(Stored items)
┄┄┄┄┄┄

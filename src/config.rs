use crate::discovery::DiscoveryConfig;
use std::path::PathBuf;
use std::time::Duration;

/// Which base station the driver activates.
#[derive(Debug, Clone, Copy, PartialEq, Eq, Default)]
pub enum BaseSelection {
    /// Lowest connected index.
    #[default]
    FirstConnected,
    /// A specific base; falls back to the first connected one if it is absent.
    Index(usize),
}

impl BaseSelection {
    /// Pick a base from the ascending list of connected indices.
    pub fn choose(self, connected: &[usize]) -> Option<usize> {
        let first = connected.first().copied();
        match self {
            BaseSelection::FirstConnected => first,
            BaseSelection::Index(want) if connected.contains(&want) => Some(want),
            BaseSelection::Index(want) => {
                if let Some(base) = first {
                    log::warn!(
                        "Requested base {} is not connected, using base {}",
                        want,
                        base
                    );
                }
                first
            }
        }
    }
}

/// Runtime settings read from `SIXENSE_*` environment variables.
#[derive(Debug, Clone, PartialEq, Default)]
pub struct Config {
    /// `SIXENSE_LIBRARY`; `None` searches the platform default names.
    pub library: Option<PathBuf>,
    pub discovery: DiscoveryConfig,
    /// `SIXENSE_BASE`.
    pub base: BaseSelection,
    /// `SIXENSE_FILTER`; `None` leaves the SDK's filter setting untouched.
    pub filter: Option<bool>,
}

impl Config {
    pub fn from_env() -> Config {
        Self::from_lookup(|name| std::env::var(name).ok())
    }

    /// Build a config from an arbitrary variable lookup.
    pub fn from_lookup<F>(lookup: F) -> Config
    where
        F: Fn(&str) -> Option<String>,
    {
        let defaults = DiscoveryConfig::default();
        let millis = |name: &str, default: Duration| {
            lookup(name)
                .and_then(|v| v.trim().parse::<u64>().ok())
                .map(Duration::from_millis)
                .unwrap_or(default)
        };

        let poll_interval = millis("SIXENSE_POLL_MS", defaults.poll_interval);
        let discovery = DiscoveryConfig {
            settle: millis("SIXENSE_SETTLE_MS", defaults.settle),
            poll_interval,
            max_poll_interval: defaults.max_poll_interval.max(poll_interval),
            timeout: millis("SIXENSE_DISCOVERY_TIMEOUT_MS", defaults.timeout),
        };

        let library = lookup("SIXENSE_LIBRARY")
            .map(|v| v.trim().to_string())
            .filter(|v| !v.is_empty())
            .map(PathBuf::from);

        let base = lookup("SIXENSE_BASE")
            .and_then(|v| v.trim().parse::<usize>().ok())
            .map(BaseSelection::Index)
            .unwrap_or_default();

        let filter = lookup("SIXENSE_FILTER").and_then(|v| parse_bool(&v));

        Config {
            library,
            discovery,
            base,
            filter,
        }
    }
}

fn parse_bool(value: &str) -> Option<bool> {
    match value.trim().to_ascii_lowercase().as_str() {
        "1" | "true" | "yes" | "on" => Some(true),
        "0" | "false" | "no" | "off" => Some(false),
        _ => None,
    }
}
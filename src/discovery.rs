use crate::sdk::Sdk;
use crate::session::Session;
use std::time::{Duration, Instant};

/// Timing for base station discovery.
///
/// The SDK finds hardware asynchronously after `init` and exposes no
/// readiness signal, so discovery waits `settle` and then re-checks with
/// exponential backoff until a base shows up or `timeout` runs out.
#[derive(Debug, Clone, PartialEq, Eq)]
pub struct DiscoveryConfig {
    pub settle: Duration,
    pub poll_interval: Duration,
    pub max_poll_interval: Duration,
    /// Measured from the end of `settle`.
    pub timeout: Duration,
}

impl Default for DiscoveryConfig {
    fn default() -> Self {
        DiscoveryConfig {
            settle: Duration::from_secs(1),
            poll_interval: Duration::from_millis(100),
            max_poll_interval: Duration::from_millis(800),
            timeout: Duration::from_secs(3),
        }
    }
}

/// Wait until at least one base station is connected.
///
/// Returns the connected base indices; empty if none appeared in time.
pub fn await_bases<S: Sdk>(session: &Session<S>, config: &DiscoveryConfig) -> Vec<usize> {
    if !config.settle.is_zero() {
        std::thread::sleep(config.settle);
    }

    let start = Instant::now();
    let mut interval = config.poll_interval;
    let mut attempt = 1u32;

    loop {
        let bases = session.connected_bases();
        if !bases.is_empty() {
            log::debug!("Found {} base(s) on poll {}", bases.len(), attempt);
            return bases;
        }

        let elapsed = start.elapsed();
        if elapsed >= config.timeout {
            log::warn!(
                "No base station connected after {} poll(s) ({:?})",
                attempt,
                config.settle + elapsed
            );
            return bases;
        }

        log::debug!("No base yet (poll {}), retrying in {:?}", attempt, interval);
        std::thread::sleep(interval.min(config.timeout - elapsed));
        interval = (interval * 2).min(config.max_poll_interval);
        attempt += 1;
    }
}
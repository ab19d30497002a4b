//! # sixense - Rust bindings for the Sixense motion controller SDK
//!
//! Drives Razer Hydra / STEM hardware through the vendor's native library,
//! loaded at runtime. Provides:
//! - A scoped `Session` that pairs SDK init with exactly one shutdown
//! - Base station discovery with bounded backoff
//! - Typed controller samples (pose, joystick, trigger, buttons)
//! - Background streaming of new samples
//!
//! ## Quick Start
//! ```no_run
//! use sixense::{NativeSdk, Session};
//!
//! let sdk = NativeSdk::load(None).unwrap();
//! let session = Session::open(sdk).unwrap();
//! let bases = sixense::discovery::await_bases(&session, &Default::default());
//! if let Some(&base) = bases.first() {
//!     session.activate_base(base).unwrap();
//!     for controller in session.enabled_controllers() {
//!         let sample = session.newest_sample(controller).unwrap();
//!         println!("{}: pos {:?}", controller, sample.position);
//!     }
//! }
//! session.close().unwrap();
//! ```

pub mod error;
pub mod ffi;
pub mod types;
pub mod convert;
pub mod sdk;
pub mod native;
pub mod session;
pub mod discovery;
pub mod report;
pub mod stream;
pub mod config;
pub mod driver;

#[cfg(test)]
mod mock;

pub use error::SixenseError;
pub use types::*;
pub use sdk::Sdk;
pub use native::NativeSdk;
pub use session::Session;
pub use stream::{SampleStream, StreamSample};
pub use config::{BaseSelection, Config};
pub use driver::{DriverConfig, Outcome};

/// Result type alias for Sixense operations.
pub type Result<T> = std::result::Result<T, SixenseError>;
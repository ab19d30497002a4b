//! One-shot dump of every enabled controller on the first connected base.
//!
//! Sequence: init, wait for discovery, pick a base, list enabled
//! controllers, print the newest sample of each, shut down. A failed base
//! activation is logged and a failed sample is reported and skipped; only init
//! and shutdown failures abort the run.

use crate::config::BaseSelection;
use crate::discovery::{self, DiscoveryConfig};
use crate::report;
use crate::sdk::Sdk;
use crate::session::Session;
use crate::Result;
use std::io::Write;

/// Settings for a single dump run.
#[derive(Debug, Clone, Default)]
pub struct DriverConfig {
    pub discovery: DiscoveryConfig,
    pub base: BaseSelection,
}

impl From<&crate::config::Config> for DriverConfig {
    fn from(config: &crate::config::Config) -> Self {
        DriverConfig {
            discovery: config.discovery.clone(),
            base: config.base,
        }
    }
}

/// How a completed run ended.
#[derive(Debug, Clone, PartialEq, Eq)]
pub enum Outcome {
    /// Discovery found no base station; the SDK was shut down cleanly.
    NoBases,
    Completed {
        base: usize,
        /// Enabled controllers on `base`, in query order.
        controllers: Vec<usize>,
        /// Controllers whose sample could not be fetched.
        failed: Vec<usize>,
    },
}

/// Run the dump against `sdk`, writing the report to `out`.
///
/// The SDK is shut down exactly once on every path that got past `init`.
pub fn run<S: Sdk, W: Write>(sdk: S, config: &DriverConfig, out: &mut W) -> Result<Outcome> {
    let session = Session::open(sdk)?;

    writeln!(out, "Waiting for base stations...")?;
    let bases = discovery::await_bases(&session, &config.discovery);
    for base in &bases {
        writeln!(out, "Base {} is connected!", base)?;
    }

    let Some(base) = config.base.choose(&bases) else {
        writeln!(out, "No connected bases found!")?;
        session.close()?;
        return Ok(Outcome::NoBases);
    };
    if let Err(e) = session.activate_base(base) {
        log::warn!("Activating base {} failed: {}", base, e);
    }

    let controllers = session.enabled_controllers();
    for controller in &controllers {
        writeln!(out, "Controller {} is enabled!", controller)?;
    }

    let mut failed = Vec::new();
    for &controller in &controllers {
        match session.newest_sample(controller) {
            Ok(sample) => {
                write!(out, "{}", report::format_sample(controller, &sample))?;
            }
            Err(e) => {
                log::warn!("Newest data for controller {} failed: {}", controller, e);
                writeln!(out, "Could not get data of controller {}!", controller)?;
                failed.push(controller);
            }
        }
    }

    writeln!(out, "We're done here. Bye bye!")?;
    session.close()?;

    Ok(Outcome::Completed {
        base,
        controllers,
        failed,
    })
}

┄┄┄┄┄┄

• **Problem to work on**
Begin with the line above that has "not connected, using" and continue through the line that has "let defaults = DiscoveryConfig::default();", setting each one down exactly. Stop there.

• **Response to this exercise**
                        "Requested base {} is not connected, using base {}",
                        want,
                        base
                    );
                }
                first
            }
        }
    }
}

/// Runtime settings read from `SIXENSE_*` environment variables.
#[derive(Debug, Clone, PartialEq, Default)]
pub struct Config {
    /// `SIXENSE_LIBRARY`; `None` searches the platform default names.
    pub library: Option<PathBuf>,
    pub discovery: DiscoveryConfig,
    /// `SIXENSE_BASE`.
    pub base: BaseSelection,
    /// `SIXENSE_FILTER`; `None` leaves the SDK's filter setting untouched.
    pub filter: Option<bool>,
}

impl Config {
    pub fn from_env() -> Config {
        Self::from_lookup(|name| std::env::var(name).ok())
    }

    /// Build a config from an arbitrary variable lookup.
    pub fn from_lookup<F>(lookup: F) -> Config
    where
        F: Fn(&str) -> Option<String>,
    {
        let defaults = DiscoveryConfig::default();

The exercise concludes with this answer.